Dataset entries
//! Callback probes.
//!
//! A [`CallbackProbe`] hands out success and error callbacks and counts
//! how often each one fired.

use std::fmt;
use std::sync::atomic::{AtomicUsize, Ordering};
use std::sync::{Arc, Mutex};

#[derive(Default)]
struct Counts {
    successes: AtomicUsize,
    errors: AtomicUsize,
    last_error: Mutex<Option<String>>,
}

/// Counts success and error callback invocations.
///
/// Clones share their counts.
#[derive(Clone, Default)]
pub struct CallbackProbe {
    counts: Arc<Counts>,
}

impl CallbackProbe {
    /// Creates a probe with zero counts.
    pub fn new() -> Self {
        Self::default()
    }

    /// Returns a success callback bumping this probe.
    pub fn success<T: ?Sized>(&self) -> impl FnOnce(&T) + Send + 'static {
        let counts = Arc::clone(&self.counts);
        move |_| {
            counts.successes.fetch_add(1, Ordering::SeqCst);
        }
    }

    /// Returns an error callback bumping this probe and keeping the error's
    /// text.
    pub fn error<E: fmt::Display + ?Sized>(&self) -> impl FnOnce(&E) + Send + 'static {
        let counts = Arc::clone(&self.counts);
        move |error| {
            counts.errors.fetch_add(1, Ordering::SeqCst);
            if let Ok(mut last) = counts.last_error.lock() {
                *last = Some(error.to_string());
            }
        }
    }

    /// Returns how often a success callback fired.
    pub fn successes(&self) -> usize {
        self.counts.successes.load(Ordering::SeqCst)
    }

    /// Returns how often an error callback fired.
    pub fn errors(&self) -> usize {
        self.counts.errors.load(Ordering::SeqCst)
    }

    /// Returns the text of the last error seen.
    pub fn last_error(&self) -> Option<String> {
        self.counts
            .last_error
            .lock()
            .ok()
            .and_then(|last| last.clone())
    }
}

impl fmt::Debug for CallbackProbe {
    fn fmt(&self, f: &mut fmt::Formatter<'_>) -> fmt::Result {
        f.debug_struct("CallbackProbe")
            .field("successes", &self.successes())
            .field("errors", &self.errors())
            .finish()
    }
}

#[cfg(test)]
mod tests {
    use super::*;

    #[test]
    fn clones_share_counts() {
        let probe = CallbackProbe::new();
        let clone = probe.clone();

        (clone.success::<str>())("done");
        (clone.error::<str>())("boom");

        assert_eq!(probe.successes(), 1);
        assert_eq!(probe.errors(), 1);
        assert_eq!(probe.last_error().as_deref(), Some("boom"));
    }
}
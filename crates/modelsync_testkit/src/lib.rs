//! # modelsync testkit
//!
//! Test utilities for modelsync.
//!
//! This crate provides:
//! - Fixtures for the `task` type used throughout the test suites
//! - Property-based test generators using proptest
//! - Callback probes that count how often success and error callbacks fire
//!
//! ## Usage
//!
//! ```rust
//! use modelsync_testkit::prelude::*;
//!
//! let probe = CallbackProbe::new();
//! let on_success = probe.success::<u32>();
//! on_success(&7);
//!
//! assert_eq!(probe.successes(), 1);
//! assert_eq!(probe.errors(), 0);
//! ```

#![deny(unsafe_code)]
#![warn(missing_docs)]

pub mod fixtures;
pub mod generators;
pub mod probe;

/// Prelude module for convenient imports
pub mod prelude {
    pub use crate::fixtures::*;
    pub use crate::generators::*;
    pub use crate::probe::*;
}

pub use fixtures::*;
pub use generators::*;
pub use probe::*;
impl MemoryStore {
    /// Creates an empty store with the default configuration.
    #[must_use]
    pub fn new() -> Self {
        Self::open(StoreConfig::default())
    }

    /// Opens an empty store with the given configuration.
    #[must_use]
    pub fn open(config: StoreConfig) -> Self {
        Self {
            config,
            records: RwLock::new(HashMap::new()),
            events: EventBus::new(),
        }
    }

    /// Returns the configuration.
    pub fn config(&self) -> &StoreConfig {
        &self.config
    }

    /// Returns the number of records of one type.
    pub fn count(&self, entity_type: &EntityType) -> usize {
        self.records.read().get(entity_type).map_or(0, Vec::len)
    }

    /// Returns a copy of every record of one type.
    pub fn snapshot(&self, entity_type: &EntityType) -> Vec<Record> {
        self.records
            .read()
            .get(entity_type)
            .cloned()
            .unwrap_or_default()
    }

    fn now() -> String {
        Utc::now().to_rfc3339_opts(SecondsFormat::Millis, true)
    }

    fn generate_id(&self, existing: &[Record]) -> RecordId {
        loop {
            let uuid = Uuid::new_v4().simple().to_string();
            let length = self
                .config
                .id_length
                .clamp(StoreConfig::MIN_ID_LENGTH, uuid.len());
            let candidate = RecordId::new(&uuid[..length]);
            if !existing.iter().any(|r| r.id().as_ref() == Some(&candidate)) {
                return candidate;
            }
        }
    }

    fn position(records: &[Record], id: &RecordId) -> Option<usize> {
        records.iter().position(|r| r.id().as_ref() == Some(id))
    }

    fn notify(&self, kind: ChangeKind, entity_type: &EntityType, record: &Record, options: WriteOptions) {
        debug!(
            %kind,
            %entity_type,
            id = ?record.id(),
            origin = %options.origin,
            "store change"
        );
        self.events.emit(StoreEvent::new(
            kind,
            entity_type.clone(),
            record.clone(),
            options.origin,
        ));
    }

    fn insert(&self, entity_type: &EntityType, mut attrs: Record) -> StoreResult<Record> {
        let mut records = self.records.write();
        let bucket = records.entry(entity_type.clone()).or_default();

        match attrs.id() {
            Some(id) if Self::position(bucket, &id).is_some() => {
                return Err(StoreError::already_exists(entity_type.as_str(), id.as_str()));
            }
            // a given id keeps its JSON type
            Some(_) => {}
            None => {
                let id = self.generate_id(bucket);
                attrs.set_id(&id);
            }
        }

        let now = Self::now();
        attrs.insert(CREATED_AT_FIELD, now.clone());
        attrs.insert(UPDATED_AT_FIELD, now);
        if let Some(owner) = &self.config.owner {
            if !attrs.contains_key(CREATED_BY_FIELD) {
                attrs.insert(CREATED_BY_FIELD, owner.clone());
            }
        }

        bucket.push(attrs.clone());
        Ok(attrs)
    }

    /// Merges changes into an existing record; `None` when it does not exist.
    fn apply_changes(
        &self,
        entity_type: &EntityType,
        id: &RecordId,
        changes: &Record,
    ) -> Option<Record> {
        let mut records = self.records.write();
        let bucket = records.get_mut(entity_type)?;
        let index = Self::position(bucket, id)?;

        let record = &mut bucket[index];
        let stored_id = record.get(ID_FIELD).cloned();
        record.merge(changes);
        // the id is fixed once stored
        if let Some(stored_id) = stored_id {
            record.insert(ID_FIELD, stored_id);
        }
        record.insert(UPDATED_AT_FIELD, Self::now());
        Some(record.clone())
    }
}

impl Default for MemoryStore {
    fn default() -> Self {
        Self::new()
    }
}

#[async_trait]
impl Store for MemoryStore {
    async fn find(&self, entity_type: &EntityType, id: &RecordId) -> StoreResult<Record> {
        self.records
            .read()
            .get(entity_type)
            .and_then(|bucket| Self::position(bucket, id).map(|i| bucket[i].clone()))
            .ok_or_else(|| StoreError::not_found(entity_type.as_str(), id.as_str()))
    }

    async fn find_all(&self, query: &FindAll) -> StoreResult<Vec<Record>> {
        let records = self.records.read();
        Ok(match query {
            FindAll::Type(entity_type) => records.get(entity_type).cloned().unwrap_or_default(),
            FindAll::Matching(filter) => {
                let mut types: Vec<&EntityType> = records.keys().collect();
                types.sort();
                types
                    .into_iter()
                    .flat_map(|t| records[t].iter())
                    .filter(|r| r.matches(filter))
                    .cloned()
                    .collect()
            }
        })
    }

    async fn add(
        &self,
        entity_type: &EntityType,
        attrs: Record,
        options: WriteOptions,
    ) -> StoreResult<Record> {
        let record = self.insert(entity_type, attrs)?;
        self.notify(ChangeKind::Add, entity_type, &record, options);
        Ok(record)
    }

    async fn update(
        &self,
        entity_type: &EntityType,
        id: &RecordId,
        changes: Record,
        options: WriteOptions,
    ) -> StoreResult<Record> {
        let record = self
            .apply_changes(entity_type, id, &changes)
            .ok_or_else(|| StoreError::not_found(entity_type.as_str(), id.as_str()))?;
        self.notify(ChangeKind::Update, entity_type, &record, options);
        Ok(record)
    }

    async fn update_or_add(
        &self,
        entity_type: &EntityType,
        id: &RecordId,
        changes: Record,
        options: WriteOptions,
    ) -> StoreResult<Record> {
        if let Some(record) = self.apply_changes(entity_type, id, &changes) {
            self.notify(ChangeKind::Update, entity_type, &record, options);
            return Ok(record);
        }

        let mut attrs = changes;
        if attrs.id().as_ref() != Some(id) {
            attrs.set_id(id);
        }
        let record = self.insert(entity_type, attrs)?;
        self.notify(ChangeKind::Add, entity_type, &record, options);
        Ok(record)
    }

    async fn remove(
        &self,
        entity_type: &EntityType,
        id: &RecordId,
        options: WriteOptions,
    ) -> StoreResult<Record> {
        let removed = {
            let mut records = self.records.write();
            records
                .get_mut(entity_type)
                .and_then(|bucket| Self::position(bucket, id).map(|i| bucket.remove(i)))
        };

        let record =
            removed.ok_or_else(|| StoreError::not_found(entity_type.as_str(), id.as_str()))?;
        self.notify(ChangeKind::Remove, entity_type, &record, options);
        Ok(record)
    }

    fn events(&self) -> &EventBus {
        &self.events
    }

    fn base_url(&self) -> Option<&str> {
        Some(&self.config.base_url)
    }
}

PROBLEM STATEMENT: Count how many lines of the entries contain the word "FnOnce"; only the number should appear in the reply.

ANSWER TO THIS TASK: 2